▸ **EXERCISE**: Across the records below, how many lines include the string "Condvar"? Respond with the number only.

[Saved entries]

□ □ □ □ □ □ □

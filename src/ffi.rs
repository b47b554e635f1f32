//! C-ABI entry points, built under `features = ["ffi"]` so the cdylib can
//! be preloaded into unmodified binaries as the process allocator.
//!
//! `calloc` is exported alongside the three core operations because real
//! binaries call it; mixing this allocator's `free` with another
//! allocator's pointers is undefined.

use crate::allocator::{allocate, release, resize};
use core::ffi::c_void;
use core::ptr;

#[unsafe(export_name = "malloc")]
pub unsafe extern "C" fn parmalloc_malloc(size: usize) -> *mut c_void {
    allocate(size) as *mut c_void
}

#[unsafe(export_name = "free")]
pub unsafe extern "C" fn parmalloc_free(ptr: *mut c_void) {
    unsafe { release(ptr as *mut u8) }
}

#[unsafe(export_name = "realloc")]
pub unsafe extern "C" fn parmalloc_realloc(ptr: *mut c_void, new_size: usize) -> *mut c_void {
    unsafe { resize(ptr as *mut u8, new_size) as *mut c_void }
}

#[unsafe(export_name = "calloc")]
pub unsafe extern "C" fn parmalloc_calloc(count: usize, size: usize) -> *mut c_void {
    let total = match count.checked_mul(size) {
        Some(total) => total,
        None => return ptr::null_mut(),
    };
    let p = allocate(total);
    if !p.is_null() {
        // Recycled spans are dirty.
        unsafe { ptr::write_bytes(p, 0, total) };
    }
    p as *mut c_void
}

□ □ □ □ □ □ □

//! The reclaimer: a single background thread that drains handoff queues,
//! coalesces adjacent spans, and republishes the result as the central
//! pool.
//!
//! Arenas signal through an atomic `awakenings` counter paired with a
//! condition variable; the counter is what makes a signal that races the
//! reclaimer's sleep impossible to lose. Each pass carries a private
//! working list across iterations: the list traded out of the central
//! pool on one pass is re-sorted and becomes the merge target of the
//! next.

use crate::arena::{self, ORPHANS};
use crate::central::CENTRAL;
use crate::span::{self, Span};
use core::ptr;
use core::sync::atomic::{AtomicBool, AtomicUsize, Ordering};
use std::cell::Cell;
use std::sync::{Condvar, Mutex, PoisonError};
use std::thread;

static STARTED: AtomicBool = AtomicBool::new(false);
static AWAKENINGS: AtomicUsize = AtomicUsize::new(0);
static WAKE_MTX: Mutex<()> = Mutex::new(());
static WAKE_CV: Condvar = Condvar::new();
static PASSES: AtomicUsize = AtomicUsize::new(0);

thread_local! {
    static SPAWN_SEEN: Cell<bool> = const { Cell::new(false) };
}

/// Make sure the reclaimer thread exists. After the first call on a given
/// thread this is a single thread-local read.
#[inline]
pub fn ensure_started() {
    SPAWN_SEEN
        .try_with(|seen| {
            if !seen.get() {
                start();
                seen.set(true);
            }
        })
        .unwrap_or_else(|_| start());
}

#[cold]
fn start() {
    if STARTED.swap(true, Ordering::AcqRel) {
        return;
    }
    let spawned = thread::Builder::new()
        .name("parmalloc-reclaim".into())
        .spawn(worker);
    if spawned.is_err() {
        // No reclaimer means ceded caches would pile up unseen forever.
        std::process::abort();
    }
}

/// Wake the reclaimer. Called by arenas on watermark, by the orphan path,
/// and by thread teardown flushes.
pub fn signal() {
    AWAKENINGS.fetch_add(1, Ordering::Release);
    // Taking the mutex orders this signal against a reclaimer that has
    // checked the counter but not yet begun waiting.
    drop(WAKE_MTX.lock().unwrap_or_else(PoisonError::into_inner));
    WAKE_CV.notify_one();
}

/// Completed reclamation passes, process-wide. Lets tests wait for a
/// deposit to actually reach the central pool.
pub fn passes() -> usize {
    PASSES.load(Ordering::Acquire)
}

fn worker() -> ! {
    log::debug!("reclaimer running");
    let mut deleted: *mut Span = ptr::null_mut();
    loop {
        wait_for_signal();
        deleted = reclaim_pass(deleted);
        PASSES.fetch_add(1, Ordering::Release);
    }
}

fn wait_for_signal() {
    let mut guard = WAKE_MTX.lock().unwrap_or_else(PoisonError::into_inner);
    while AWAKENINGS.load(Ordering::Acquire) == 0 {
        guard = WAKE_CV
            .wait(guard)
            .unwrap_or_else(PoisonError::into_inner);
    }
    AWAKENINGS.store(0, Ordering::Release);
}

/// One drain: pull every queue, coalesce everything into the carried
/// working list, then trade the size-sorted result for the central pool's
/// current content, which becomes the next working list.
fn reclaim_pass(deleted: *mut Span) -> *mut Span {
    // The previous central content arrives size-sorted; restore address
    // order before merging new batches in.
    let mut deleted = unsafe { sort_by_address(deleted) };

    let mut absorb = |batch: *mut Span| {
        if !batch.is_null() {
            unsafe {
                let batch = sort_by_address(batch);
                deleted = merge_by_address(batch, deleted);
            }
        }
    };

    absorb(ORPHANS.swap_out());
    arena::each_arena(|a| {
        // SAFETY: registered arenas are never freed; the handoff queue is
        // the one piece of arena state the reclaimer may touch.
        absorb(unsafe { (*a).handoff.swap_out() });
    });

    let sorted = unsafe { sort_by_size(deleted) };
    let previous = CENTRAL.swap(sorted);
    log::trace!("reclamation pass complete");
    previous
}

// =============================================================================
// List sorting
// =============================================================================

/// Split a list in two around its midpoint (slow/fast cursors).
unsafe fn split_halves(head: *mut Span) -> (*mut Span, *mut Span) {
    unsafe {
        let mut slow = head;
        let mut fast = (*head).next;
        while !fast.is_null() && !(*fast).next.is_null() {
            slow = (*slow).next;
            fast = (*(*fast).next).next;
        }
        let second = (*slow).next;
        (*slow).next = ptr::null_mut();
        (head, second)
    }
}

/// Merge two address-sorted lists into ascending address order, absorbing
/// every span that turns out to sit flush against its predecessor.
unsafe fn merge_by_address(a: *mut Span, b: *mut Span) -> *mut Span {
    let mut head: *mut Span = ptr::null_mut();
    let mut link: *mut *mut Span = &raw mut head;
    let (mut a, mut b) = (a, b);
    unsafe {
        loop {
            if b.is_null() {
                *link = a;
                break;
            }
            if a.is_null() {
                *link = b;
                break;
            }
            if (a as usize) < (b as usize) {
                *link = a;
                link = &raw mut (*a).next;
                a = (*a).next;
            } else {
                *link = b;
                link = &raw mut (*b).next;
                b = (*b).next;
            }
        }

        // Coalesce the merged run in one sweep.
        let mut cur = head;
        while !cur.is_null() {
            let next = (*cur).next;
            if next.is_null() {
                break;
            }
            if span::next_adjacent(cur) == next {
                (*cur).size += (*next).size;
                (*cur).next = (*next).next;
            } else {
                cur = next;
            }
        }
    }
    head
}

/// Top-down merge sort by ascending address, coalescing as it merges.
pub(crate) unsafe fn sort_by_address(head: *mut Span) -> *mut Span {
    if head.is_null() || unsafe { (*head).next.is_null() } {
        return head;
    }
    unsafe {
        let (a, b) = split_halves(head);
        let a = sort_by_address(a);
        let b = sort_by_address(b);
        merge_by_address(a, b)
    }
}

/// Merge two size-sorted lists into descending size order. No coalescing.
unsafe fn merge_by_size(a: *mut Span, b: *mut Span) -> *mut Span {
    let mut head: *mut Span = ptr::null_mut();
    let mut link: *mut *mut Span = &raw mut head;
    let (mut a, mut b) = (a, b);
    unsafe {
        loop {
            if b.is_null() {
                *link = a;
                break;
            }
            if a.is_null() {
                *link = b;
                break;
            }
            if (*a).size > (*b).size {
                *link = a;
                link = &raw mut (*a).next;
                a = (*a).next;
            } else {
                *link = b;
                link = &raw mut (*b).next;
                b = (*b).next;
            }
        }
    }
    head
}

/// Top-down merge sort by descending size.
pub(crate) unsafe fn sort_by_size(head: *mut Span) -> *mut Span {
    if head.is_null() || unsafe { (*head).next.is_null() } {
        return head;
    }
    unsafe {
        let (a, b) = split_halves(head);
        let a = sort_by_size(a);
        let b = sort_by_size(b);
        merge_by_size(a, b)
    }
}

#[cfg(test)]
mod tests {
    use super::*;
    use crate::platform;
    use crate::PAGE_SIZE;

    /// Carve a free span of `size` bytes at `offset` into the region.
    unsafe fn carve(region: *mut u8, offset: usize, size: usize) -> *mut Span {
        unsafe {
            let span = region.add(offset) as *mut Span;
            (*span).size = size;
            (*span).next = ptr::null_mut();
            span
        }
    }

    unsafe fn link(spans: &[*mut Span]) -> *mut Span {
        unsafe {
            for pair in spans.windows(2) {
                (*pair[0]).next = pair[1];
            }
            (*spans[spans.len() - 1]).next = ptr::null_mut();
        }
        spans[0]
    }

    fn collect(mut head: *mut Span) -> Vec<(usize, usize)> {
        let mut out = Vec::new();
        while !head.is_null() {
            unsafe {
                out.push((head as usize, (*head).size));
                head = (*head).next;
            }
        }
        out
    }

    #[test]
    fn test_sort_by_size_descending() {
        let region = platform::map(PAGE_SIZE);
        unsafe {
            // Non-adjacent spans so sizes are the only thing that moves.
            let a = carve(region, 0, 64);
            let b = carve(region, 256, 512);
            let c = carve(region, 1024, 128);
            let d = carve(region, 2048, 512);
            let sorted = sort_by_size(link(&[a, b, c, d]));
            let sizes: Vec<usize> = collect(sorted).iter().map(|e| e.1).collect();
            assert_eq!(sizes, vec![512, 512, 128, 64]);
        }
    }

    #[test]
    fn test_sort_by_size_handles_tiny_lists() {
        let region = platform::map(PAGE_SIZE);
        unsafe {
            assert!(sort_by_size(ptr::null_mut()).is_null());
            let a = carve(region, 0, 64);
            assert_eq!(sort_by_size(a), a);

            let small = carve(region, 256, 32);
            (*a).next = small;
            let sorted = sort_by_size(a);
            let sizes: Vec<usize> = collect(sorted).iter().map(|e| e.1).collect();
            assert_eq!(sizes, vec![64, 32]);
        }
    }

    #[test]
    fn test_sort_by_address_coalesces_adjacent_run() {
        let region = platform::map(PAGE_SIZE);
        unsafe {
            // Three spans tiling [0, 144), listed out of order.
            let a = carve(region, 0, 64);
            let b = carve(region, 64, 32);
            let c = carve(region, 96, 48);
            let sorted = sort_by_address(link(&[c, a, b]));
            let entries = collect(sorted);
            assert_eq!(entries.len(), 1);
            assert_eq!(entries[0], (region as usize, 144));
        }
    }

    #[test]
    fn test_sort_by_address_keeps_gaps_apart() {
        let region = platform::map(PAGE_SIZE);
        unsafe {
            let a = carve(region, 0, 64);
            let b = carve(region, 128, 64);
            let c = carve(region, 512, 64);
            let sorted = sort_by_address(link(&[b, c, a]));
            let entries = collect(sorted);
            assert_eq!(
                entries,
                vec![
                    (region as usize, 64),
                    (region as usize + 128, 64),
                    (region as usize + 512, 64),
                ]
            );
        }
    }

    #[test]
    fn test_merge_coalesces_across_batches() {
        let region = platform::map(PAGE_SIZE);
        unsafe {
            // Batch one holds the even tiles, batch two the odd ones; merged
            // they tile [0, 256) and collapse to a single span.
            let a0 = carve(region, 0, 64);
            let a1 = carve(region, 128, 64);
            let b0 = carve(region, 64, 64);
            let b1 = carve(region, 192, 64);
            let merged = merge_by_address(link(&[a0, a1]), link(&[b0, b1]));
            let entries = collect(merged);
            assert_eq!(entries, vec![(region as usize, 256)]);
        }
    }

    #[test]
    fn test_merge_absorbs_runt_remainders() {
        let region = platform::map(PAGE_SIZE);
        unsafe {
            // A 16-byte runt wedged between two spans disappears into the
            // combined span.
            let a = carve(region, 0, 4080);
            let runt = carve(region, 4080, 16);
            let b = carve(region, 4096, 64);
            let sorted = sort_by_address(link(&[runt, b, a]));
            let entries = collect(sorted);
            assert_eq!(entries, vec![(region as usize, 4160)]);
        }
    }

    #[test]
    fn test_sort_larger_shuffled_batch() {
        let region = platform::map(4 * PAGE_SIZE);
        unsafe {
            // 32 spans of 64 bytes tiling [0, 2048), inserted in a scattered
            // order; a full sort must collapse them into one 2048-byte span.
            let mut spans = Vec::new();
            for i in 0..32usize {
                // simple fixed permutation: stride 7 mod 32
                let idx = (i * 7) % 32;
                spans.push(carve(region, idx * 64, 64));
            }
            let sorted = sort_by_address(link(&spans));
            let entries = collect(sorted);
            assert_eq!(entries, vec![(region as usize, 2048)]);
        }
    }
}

□ □ □ □ □ □ □

▸ **EXERCISE RESPONSE**: 2